I am going to start the wizard and I want to decide what fields in go in what tables.
And I am going to click on next. So it shows me a table here and what I am going to do
is I am going to split the contributor table from the contribution table. I am going to
drag all the contributor information into its own table.
Notice as I do this, that the original table that is created has a primary key. As I create
a new table, it creates a new primary key in the new table I create, plus it creates
a one to many relationship to a foreign key that it creates in my original table.
I am going to click on next. It is going to analyze my table for typos. At this point,
if I wanted to, I would have the opportunity to apply corrections, but I am going to ignore
this, and click on next. It asks me if I want to create a query, but do this at a later
time and I will click on finish. It is now beginning to split my data in multiple tables,
generating the primary and foreign keys necessary. So now I have three tables in my database.

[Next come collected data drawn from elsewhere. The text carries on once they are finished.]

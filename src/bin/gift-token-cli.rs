//! # gift-token-cli.rs
//!
//! Ein Kommandozeilen-Tool zum Verwalten von Geschenk-Tokens.
//!
//! ## Befehle:
//! - `generate-keys`: Erzeugt (falls nötig) das Schlüsselpaar des Herausgebers.
//! - `create-token`: Prägt einen oder mehrere Tokens über einen Betrag.
//! - `verify-token`: Prüft einen Token und rekonstruiert seinen Betrag.
//! - `redeem-token`: Löst einen Token genau einmal gegen den Ledger ein.

use anyhow::{Context, Result};
use clap::{Parser, Subcommand};
use rust_decimal::Decimal;
use std::fs;
use std::path::{Path, PathBuf};

use gift_token_lib::{
    crypto_utils::key_fingerprint,
    services::decimal_utils::format_for_display,
    storage::file_storage::{FileKeyStore, FileRedemptionLedger},
    FixedRateOracle, GiftTokenConfig, KeyManager, TokenService, TokenState,
};

/// Das Haupt-Struct für das CLI-Tool, das von `clap` geparst wird.
#[derive(Parser, Debug)]
#[command(author, version, about, long_about = None)]
struct Cli {
    /// Verzeichnis mit den Schlüsseldateien des Herausgebers.
    #[arg(long, default_value = "target/issuer-keys")]
    key_dir: PathBuf,

    /// Pfad zur Ledger-Datei mit den Einlöse-Datensätzen.
    #[arg(long, default_value = "target/redemptions.json")]
    ledger: PathBuf,

    /// Optionaler Pfad zu einer TOML-Konfigurationsdatei.
    #[arg(long)]
    config: Option<PathBuf>,

    #[command(subcommand)]
    command: Commands,
}

/// Definiert die verfügbaren Unterbefehle.
#[derive(Subcommand, Debug)]
enum Commands {
    /// Erzeugt das Ed25519-Schlüsselpaar des Herausgebers, falls noch keines existiert.
    GenerateKeys,

    /// Prägt einen oder mehrere Tokens über den angegebenen Betrag.
    CreateToken {
        /// Der Betrag in der Einheit des konfigurierten Betriebsmodus.
        amount: u64,

        /// Anzahl der zu prägenden, unabhängigen Tokens.
        #[arg(short, long, default_value_t = 1)]
        quantity: u32,
    },

    /// Prüft einen Token und zeigt Betrag, Nonce und Einlöse-Status an.
    VerifyToken {
        /// Der vollständige Token-String.
        token: String,
    },

    /// Löst einen Token gegen den Ledger ein.
    RedeemToken {
        /// Der vollständige Token-String.
        token: String,

        /// Optionale Bestell-Referenz für den Einlöse-Datensatz.
        #[arg(long)]
        order_ref: Option<String>,

        /// Optionale Akteurs-Referenz für den Einlöse-Datensatz.
        #[arg(long)]
        actor_ref: Option<String>,
    },
}

/// Hauptfunktion des Programms.
fn main() -> Result<()> {
    tracing_subscriber::fmt()
        .with_env_filter(tracing_subscriber::EnvFilter::from_default_env())
        .init();

    let cli = Cli::parse();

    let config = load_config(cli.config.clone())?;
    let service = build_service(&cli.key_dir, &cli.ledger, config.clone())?;

    match cli.command {
        Commands::GenerateKeys => generate_keys(&cli.key_dir)?,
        Commands::CreateToken { amount, quantity } => create_tokens(&service, amount, quantity)?,
        Commands::VerifyToken { token } => verify_token(&service, &config, &token)?,
        Commands::RedeemToken {
            token,
            order_ref,
            actor_ref,
        } => redeem_token(&service, &token, order_ref.as_deref(), actor_ref.as_deref())?,
    }

    Ok(())
}

/// Lädt die Konfiguration aus der angegebenen Datei oder verwendet die Defaults.
fn load_config(path: Option<PathBuf>) -> Result<GiftTokenConfig> {
    match path {
        Some(path) => {
            let toml_str = fs::read_to_string(&path)
                .with_context(|| format!("Konnte Konfiguration aus {} nicht laden", path.display()))?;
            GiftTokenConfig::from_toml_str(&toml_str)
                .with_context(|| format!("Konfiguration in {} ist ungültig", path.display()))
        }
        None => Ok(GiftTokenConfig::default()),
    }
}

/// Baut den `TokenService` über den dateibasierten Backends auf.
fn build_service(
    key_dir: &Path,
    ledger_path: &Path,
    config: GiftTokenConfig,
) -> Result<TokenService> {
    let key_manager = KeyManager::new(Box::new(FileKeyStore::new(key_dir)));
    let ledger = FileRedemptionLedger::open(ledger_path)
        .with_context(|| format!("Konnte Ledger {} nicht öffnen", ledger_path.display()))?;

    // Das CLI hat keine Live-Kursquelle; der konfigurierte Fallback-Kurs
    // dient als Festkurs.
    let oracle = FixedRateOracle::new(config.fallback_rate.unwrap_or(Decimal::ZERO));

    TokenService::new(&key_manager, Box::new(ledger), config, Box::new(oracle))
        .context("TokenService konnte nicht initialisiert werden")
}

/// Logik für den `generate-keys`-Befehl.
fn generate_keys(key_dir: &Path) -> Result<()> {
    println!("🔑 Stelle Herausgeber-Schlüsselpaar bereit...");

    let key_manager = KeyManager::new(Box::new(FileKeyStore::new(key_dir)));
    let keypair = key_manager
        .get_or_create_keypair()
        .context("Schlüsselpaar konnte nicht erzeugt werden")?;

    println!("✅ Schlüsselpaar verfügbar!");
    println!("   - Schlüsselverzeichnis: {}", key_dir.display());
    println!("   - Fingerprint: {}", key_fingerprint(&keypair.public_key));

    Ok(())
}

/// Logik für den `create-token`-Befehl.
fn create_tokens(service: &TokenService, amount: u64, quantity: u32) -> Result<()> {
    let tokens = service
        .create_tokens_batch(amount, quantity)
        .context("Token-Erstellung fehlgeschlagen")?;

    println!("✅ {} Token(s) über Betrag {} geprägt:", tokens.len(), amount);
    for token in tokens {
        println!("{}", token);
    }

    Ok(())
}

/// Logik für den `verify-token`-Befehl.
fn verify_token(service: &TokenService, config: &GiftTokenConfig, token: &str) -> Result<()> {
    let state = service.verify_token(token, true)?;
    match &state {
        TokenState::Invalid => println!("❌ Token ist ungültig."),
        TokenState::ValidUnredeemed(verified) => {
            println!("✅ Token ist gültig und nicht eingelöst.");
            println!("   - Betrag: {}", verified.amount);
            println!("   - Nonce:  {}", hex::encode(&verified.nonce));
        }
        TokenState::ValidButRedeemed(verified, record) => {
            println!("⚠️  Token ist gültig, wurde aber bereits eingelöst.");
            println!("   - Betrag:     {}", verified.amount);
            println!("   - Nonce:      {}", hex::encode(&verified.nonce));
            println!("   - Eingelöst:  {}", record.redeemed_at);
            if let Some(order) = &record.order_reference {
                println!("   - Bestellung: {}", order);
            }
        }
    }

    // Zusatzanzeige: der Gegenwert in der Anzeigewährung, falls ein Kurs vorliegt.
    if let Some(amount) = state.amount() {
        if let Ok(currency_value) = service.convert_satoshis_to_currency(amount) {
            if currency_value > Decimal::ZERO {
                println!(
                    "   - Gegenwert:  {} {}",
                    format_for_display(&currency_value, config.currency_decimal_places),
                    config.currency
                );
            }
        }
    }

    Ok(())
}

/// Logik für den `redeem-token`-Befehl.
fn redeem_token(
    service: &TokenService,
    token: &str,
    order_ref: Option<&str>,
    actor_ref: Option<&str>,
) -> Result<()> {
    let record = service
        .redeem_token(token, order_ref, actor_ref)
        .context("Einlösung fehlgeschlagen")?;

    println!("✅ Token eingelöst!");
    println!("   - Betrag:    {}", record.amount);
    println!("   - Zeitpunkt: {}", record.redeemed_at);

    Ok(())
}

I have my contributor table, I have table 1 which I have to close first before I can
rename it, and then I will rename it as contribution, and I have my original table, which I no longer
need, so I am going to delete this table. If I go to the relationships view, I see my
primary keys in each table and I see the one to many relationship to the foreign key in
the contribution table. If I look at the contributor table, I have the name, city, employer, occupation,
and primary key for each contributor. I can click on the plus sign and expand it, and
see the individual contributions they have made. If I go to the contribution table, I
see the primary key, the contribution amount, and the date of the contribution, and I see
the foreign key to the contributor table. Access, when you perform the analyze table
function, creates the foreign keys as a lookup field. If I go into design view on the contribution
table, and look at the foreign key contributor ID, I can see the caption that says it is
a lookup field. And in the lookup field, I can see the SQL query which displays the lookup
information instead of the foreign key. Because I am used to dealing enterprise relational
databases such as Oracle, I generally dislike the lookup functionality and I will usually
delete the row source SQL information so that I actually see my foreign keys as numerals.
Now when I reopen the contribution table, I am going to see foreign keys instead of
seeing the name lookups. This is just a personal preference.
If you look at the number of records, I have 317,000 records in the contribution table
and I have 76,000 records in contributor table.